Top of Data extract
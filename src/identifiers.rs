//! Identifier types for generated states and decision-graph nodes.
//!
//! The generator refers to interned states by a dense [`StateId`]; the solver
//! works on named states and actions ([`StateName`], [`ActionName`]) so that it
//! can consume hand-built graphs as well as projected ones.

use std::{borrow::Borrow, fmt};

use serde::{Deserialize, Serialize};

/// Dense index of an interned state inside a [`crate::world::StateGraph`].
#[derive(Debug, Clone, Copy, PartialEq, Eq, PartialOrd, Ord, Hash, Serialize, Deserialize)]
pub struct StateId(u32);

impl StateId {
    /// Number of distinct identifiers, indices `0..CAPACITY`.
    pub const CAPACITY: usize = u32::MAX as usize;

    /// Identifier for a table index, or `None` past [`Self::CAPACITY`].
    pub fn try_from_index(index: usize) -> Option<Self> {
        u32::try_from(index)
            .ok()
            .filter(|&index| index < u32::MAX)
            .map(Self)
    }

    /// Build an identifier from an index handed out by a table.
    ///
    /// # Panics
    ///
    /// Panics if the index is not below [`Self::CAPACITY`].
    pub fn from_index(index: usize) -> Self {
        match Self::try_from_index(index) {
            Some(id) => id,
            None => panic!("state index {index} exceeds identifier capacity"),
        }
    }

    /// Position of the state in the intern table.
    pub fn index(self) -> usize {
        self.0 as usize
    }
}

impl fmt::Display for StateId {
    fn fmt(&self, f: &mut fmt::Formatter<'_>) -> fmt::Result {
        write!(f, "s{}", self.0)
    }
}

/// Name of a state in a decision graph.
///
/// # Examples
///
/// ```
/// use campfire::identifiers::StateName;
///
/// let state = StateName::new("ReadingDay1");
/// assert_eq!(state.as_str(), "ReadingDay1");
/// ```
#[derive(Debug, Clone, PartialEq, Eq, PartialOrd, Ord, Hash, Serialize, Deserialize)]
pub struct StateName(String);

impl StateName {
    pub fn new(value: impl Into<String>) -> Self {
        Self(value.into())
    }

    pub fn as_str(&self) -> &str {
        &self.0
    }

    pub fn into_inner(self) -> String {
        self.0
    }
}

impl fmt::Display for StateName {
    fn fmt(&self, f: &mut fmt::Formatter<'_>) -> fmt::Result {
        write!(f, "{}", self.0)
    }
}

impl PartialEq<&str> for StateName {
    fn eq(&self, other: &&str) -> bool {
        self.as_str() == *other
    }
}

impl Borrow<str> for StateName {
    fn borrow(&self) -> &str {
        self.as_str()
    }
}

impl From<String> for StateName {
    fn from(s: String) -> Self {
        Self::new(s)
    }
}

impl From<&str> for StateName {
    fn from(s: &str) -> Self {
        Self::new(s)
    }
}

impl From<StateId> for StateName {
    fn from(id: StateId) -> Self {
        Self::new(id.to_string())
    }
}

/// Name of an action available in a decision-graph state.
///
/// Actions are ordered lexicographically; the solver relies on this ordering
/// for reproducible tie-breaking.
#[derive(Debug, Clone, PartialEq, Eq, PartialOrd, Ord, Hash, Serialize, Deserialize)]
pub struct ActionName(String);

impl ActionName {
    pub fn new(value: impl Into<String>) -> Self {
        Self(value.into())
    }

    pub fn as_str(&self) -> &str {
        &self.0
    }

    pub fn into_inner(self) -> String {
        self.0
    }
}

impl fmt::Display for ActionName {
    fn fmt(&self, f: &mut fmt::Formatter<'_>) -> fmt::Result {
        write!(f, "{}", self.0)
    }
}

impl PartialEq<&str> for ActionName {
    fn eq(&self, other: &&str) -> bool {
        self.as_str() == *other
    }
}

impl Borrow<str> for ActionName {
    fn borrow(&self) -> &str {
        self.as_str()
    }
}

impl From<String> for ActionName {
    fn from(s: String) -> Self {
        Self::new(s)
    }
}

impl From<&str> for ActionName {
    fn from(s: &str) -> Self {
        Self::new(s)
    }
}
Bottom of Data extract
Reproduce all of the entries verbatim.

▶ Result for this exercise
filename src/identifiers.rs
//! Identifier types for generated states and decision-graph nodes.
//!
//! The generator refers to interned states by a dense [`StateId`]; the solver
//! works on named states and actions ([`StateName`], [`ActionName`]) so that it
//! can consume hand-built graphs as well as projected ones.

use std::{borrow::Borrow, fmt};

use serde::{Deserialize, Serialize};

/// Dense index of an interned state inside a [`crate::world::StateGraph`].
#[derive(Debug, Clone, Copy, PartialEq, Eq, PartialOrd, Ord, Hash, Serialize, Deserialize)]
pub struct StateId(u32);

impl StateId {
    /// Number of distinct identifiers, indices `0..CAPACITY`.
    pub const CAPACITY: usize = u32::MAX as usize;

    /// Identifier for a table index, or `None` past [`Self::CAPACITY`].
    pub fn try_from_index(index: usize) -> Option<Self> {
        u32::try_from(index)
            .ok()
            .filter(|&index| index < u32::MAX)
            .map(Self)
    }

    /// Build an identifier from an index handed out by a table.
    ///
    /// # Panics
    ///
    /// Panics if the index is not below [`Self::CAPACITY`].
    pub fn from_index(index: usize) -> Self {
        match Self::try_from_index(index) {
            Some(id) => id,
            None => panic!("state index {index} exceeds identifier capacity"),
        }
    }

    /// Position of the state in the intern table.
    pub fn index(self) -> usize {
        self.0 as usize
    }
}

impl fmt::Display for StateId {
    fn fmt(&self, f: &mut fmt::Formatter<'_>) -> fmt::Result {
        write!(f, "s{}", self.0)
    }
}

/// Name of a state in a decision graph.
///
/// # Examples
///
/// ```
/// use campfire::identifiers::StateName;
///
/// let state = StateName::new("ReadingDay1");
/// assert_eq!(state.as_str(), "ReadingDay1");
/// ```
#[derive(Debug, Clone, PartialEq, Eq, PartialOrd, Ord, Hash, Serialize, Deserialize)]
pub struct StateName(String);

impl StateName {
    pub fn new(value: impl Into<String>) -> Self {
        Self(value.into())
    }

    pub fn as_str(&self) -> &str {
        &self.0
    }

    pub fn into_inner(self) -> String {
        self.0
    }
}

impl fmt::Display for StateName {
    fn fmt(&self, f: &mut fmt::Formatter<'_>) -> fmt::Result {
        write!(f, "{}", self.0)
    }
}

impl PartialEq<&str> for StateName {
    fn eq(&self, other: &&str) -> bool {
        self.as_str() == *other
    }
}

impl Borrow<str> for StateName {
    fn borrow(&self) -> &str {
        self.as_str()
    }
}

impl From<String> for StateName {
    fn from(s: String) -> Self {
        Self::new(s)
    }
}

impl From<&str> for StateName {
    fn from(s: &str) -> Self {
        Self::new(s)
    }
}

impl From<StateId> for StateName {
    fn from(id: StateId) -> Self {
        Self::new(id.to_string())
    }
}

/// Name of an action available in a decision-graph state.
///
/// Actions are ordered lexicographically; the solver relies on this ordering
/// for reproducible tie-breaking.
#[derive(Debug, Clone, PartialEq, Eq, PartialOrd, Ord, Hash, Serialize, Deserialize)]
pub struct ActionName(String);

impl ActionName {
    pub fn new(value: impl Into<String>) -> Self {
        Self(value.into())
    }

    pub fn as_str(&self) -> &str {
        &self.0
    }

    pub fn into_inner(self) -> String {
        self.0
    }
}

impl fmt::Display for ActionName {
    fn fmt(&self, f: &mut fmt::Formatter<'_>) -> fmt::Result {
        write!(f, "{}", self.0)
    }
}

impl PartialEq<&str> for ActionName {
    fn eq(&self, other: &&str) -> bool {
        self.as_str() == *other
    }
}

impl Borrow<str> for ActionName {
    fn borrow(&self) -> &str {
        self.as_str()
    }
}

impl From<String> for ActionName {
    fn from(s: String) -> Self {
        Self::new(s)
    }
}

impl From<&str> for ActionName {
    fn from(s: &str) -> Self {
        Self::new(s)
    }
}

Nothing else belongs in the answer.